As seen, there are already powerful human drives present in these reasons. However, with the Teratrees project I hope to add to these motivations. This project shall be launched in the near future and updates shall follow!

Bohinj Lake, Slovenia (http://www.slovenijaturizem.com/)

Bohinj Lake, Slovenia (http://www.slovenijaturizem.com/)

Trees in the City

When humans have concentrated together in places of commerce and culture i.e. cities, the natural landscape has suffered. Woodlands have been cleared and fields have made way for concrete. Most cities, however, retain green spaces and parks though of small relative size. Trees are an essential part of maintaining a natural element in these spaces and they provide far more than aesthetic appeal while at some cost to their stoic selves.

Trees in our midst (Design for London)

Not only is carbon dioxide being absorbed through the leaf stomata of trees, but also carbon monoxide, sulphur dioxide, nitrogen dioxide and ozone.  And not only are these gases harmful to humans but also fine particulates (including cadmium, lead, chromium and nickel) which can be reduced by 60 % in tree-lined streets1. This gift from the trees comes at an expense to their health and leaves can often be discoloured and their growth stunted. Some like the plane tree are more adaptable through the shedding of their bark every year.

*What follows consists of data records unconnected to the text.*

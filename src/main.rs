use stampx::core::config::ExchangeConfig;
use stampx::core::traits::{AccountInfo, MarketDataSource};
use stampx::{build_connector, CurrencyPair, TransactionWindow};
use tracing_subscriber::EnvFilter;

#[tokio::main]
async fn main() -> anyhow::Result<()> {
    tracing_subscriber::fmt()
        .with_env_filter(EnvFilter::from_default_env())
        .init();

    // Private endpoints need BITSTAMP_API_KEY, BITSTAMP_SECRET_KEY and BITSTAMP_CUSTOMER_ID
    let config = ExchangeConfig::from_env("BITSTAMP").unwrap_or_else(|_| ExchangeConfig::read_only());
    let authenticated = config.has_credentials();
    let bitstamp = build_connector(config)?;

    let pair = CurrencyPair::new("btcusd")?;

    let tick = bitstamp.get_ticker(&pair).await?;
    println!(
        "{} last={} bid={} ask={} volume={}",
        pair, tick.last, tick.bid, tick.ask, tick.volume
    );

    let trades = bitstamp
        .get_transactions(&pair, TransactionWindow::Minute)
        .await?;
    println!("{} trades in the last minute", trades.len());

    if authenticated {
        match bitstamp.get_balance().await {
            Ok(balance) => {
                for (currency, amounts) in &balance.currencies {
                    println!(
                        "{}: balance={} available={}",
                        currency, amounts.balance, amounts.available
                    );
                }
            }
            Err(e) => {
                println!("Error fetching balance: {} ({:?})", e, e.kind());
            }
        }
    }

    Ok(())
}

Ozone damage on prunus serotina (Swiss Federal Institute for Forest, Snow and Landscape Research)

Shade also has greater consequences than making your lunchtime sandwich more pleasant.  Cars in shaded parking lots (50 % cover) have an 8 % reduction in evaporation of their hydrocarbons. Roads also last longer as their surfaces are kept cooler. In summer, trees reduce the urban heat island effect through shade and the cooling effects of water evaporation from their leaves. In fact the evaporation from one large tree can produce the equivalent cooling of 10 room size air conditioners2.

Un dimanche après-midi à l’Ile de la Grande Jatte (George Seurat, 1884)

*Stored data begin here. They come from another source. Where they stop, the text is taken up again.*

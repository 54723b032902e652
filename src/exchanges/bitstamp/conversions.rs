//! Coercion of Bitstamp payloads into typed views.
//!
//! Numeric fields arrive as strings. A missing or unparsable float becomes
//! `NaN` and a missing or unparsable integer becomes `None`; nothing here fails.

use crate::core::types::{
    Balance, CurrencyBalance, CurrencyPair, Order, OrderBook, OrderBookLevel, Tick, Trade,
    Transaction, TransactionLegs, BALANCE_CURRENCIES, FEE_PAIRS,
};
use serde_json::Value;

fn value_to_f64(value: &Value) -> f64 {
    match value {
        Value::String(s) => s.trim().parse().unwrap_or(f64::NAN),
        Value::Number(n) => n.as_f64().unwrap_or(f64::NAN),
        _ => f64::NAN,
    }
}

fn value_to_i64(value: &Value) -> Option<i64> {
    match value {
        Value::String(s) => s.trim().parse().ok(),
        Value::Number(n) => n.as_i64(),
        _ => None,
    }
}

fn field_f64(payload: &Value, key: &str) -> f64 {
    payload.get(key).map_or(f64::NAN, value_to_f64)
}

fn field_i64(payload: &Value, key: &str) -> Option<i64> {
    payload.get(key).and_then(value_to_i64)
}

/// Float only when the exchange sent the field at all
fn optional_f64(payload: &Value, key: &str) -> Option<f64> {
    match payload.get(key) {
        None | Some(Value::Null) => None,
        Some(value) => Some(value_to_f64(value)),
    }
}

fn field_string(payload: &Value, key: &str) -> String {
    match payload.get(key) {
        Some(Value::String(s)) => s.clone(),
        None | Some(Value::Null) => String::new(),
        Some(other) => other.to_string(),
    }
}

fn as_list(payload: &Value) -> &[Value] {
    payload.as_array().map_or(&[][..], Vec::as_slice)
}

/// Convert a ticker payload
pub fn convert_tick(payload: &Value) -> Tick {
    Tick {
        high: field_f64(payload, "high"),
        last: field_f64(payload, "last"),
        timestamp: field_i64(payload, "timestamp"),
        bid: field_f64(payload, "bid"),
        vwap: field_f64(payload, "vwap"),
        volume: field_f64(payload, "volume"),
        low: field_f64(payload, "low"),
        ask: field_f64(payload, "ask"),
        open: field_f64(payload, "open"),
    }
}

/// Convert a balance payload over the fixed currency and fee-pair sets
pub fn convert_balance(payload: &Value) -> Balance {
    let currencies = BALANCE_CURRENCIES
        .iter()
        .map(|code| {
            (
                (*code).to_string(),
                CurrencyBalance {
                    balance: field_f64(payload, &format!("{}_balance", code)),
                    reserved: field_f64(payload, &format!("{}_reserved", code)),
                    available: field_f64(payload, &format!("{}_available", code)),
                },
            )
        })
        .collect();

    let fees = FEE_PAIRS
        .iter()
        .map(|pair| {
            (
                (*pair).to_string(),
                field_f64(payload, &format!("{}_fee", pair)),
            )
        })
        .collect();

    Balance { currencies, fees }
}

/// Convert a single order (placement, cancellation or open-order entry)
pub fn convert_order(payload: &Value) -> Order {
    Order {
        id: field_i64(payload, "id"),
        datetime: field_string(payload, "datetime"),
        kind: field_string(payload, "type"),
        price: field_f64(payload, "price"),
        amount: field_f64(payload, "amount"),
        currency_pair: payload
            .get("currency_pair")
            .and_then(Value::as_str)
            .map(str::to_string),
    }
}

pub fn convert_orders(payload: &Value) -> Vec<Order> {
    as_list(payload).iter().map(convert_order).collect()
}

/// Convert one user transaction, deriving the currency legs from `pair`
pub fn convert_transaction(payload: &Value, pair: &CurrencyPair) -> Transaction {
    let base = pair.base();
    let quote = pair.quote();

    Transaction {
        datetime: field_string(payload, "datetime"),
        id: field_i64(payload, "id"),
        kind: field_string(payload, "type"),
        fee: optional_f64(payload, "fee"),
        order_id: field_i64(payload, "order_id"),
        legs: TransactionLegs {
            base: base.to_string(),
            quote: quote.to_string(),
            base_amount: field_f64(payload, base),
            quote_amount: field_f64(payload, quote),
            rate: field_f64(payload, &format!("{}_{}", base, quote)),
        },
    }
}

pub fn convert_transactions(payload: &Value, pair: &CurrencyPair) -> Vec<Transaction> {
    as_list(payload)
        .iter()
        .map(|entry| convert_transaction(entry, pair))
        .collect()
}

/// Convert one public trade
pub fn convert_trade(payload: &Value) -> Trade {
    Trade {
        date: field_i64(payload, "date"),
        tid: field_i64(payload, "tid"),
        price: field_f64(payload, "price"),
        amount: field_f64(payload, "amount"),
        kind: field_string(payload, "type"),
    }
}

pub fn convert_trades(payload: &Value) -> Vec<Trade> {
    as_list(payload).iter().map(convert_trade).collect()
}

fn convert_levels(levels: Option<&Value>) -> Vec<OrderBookLevel> {
    levels
        .map(as_list)
        .unwrap_or_default()
        .iter()
        .map(|level| OrderBookLevel {
            price: level.get(0).map_or(f64::NAN, value_to_f64),
            amount: level.get(1).map_or(f64::NAN, value_to_f64),
        })
        .collect()
}

/// Convert an order book snapshot, levels kept in exchange order
pub fn convert_order_book(payload: &Value) -> OrderBook {
    OrderBook {
        timestamp: field_i64(payload, "timestamp"),
        bids: convert_levels(payload.get("bids")),
        asks: convert_levels(payload.get("asks")),
    }
}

Trees attract life, and in higher tree density areas bird populations are also higher, while there is a correlation between expanses of manicured lawns and low bird diversity, suggesting that we could do with less frills and more substance. Psychologically, positive effects on human health have been explained with theories such as the biophilia hypothesis (Edward O. Wilson) and Attention Restoration Theory (Rachel and Stephen Kaplan) – these ideas will be explored in later blogs. Trees offer unconditional service to the whole environment, even in the unsuitable conditions found in cities, and for this we should be most grateful.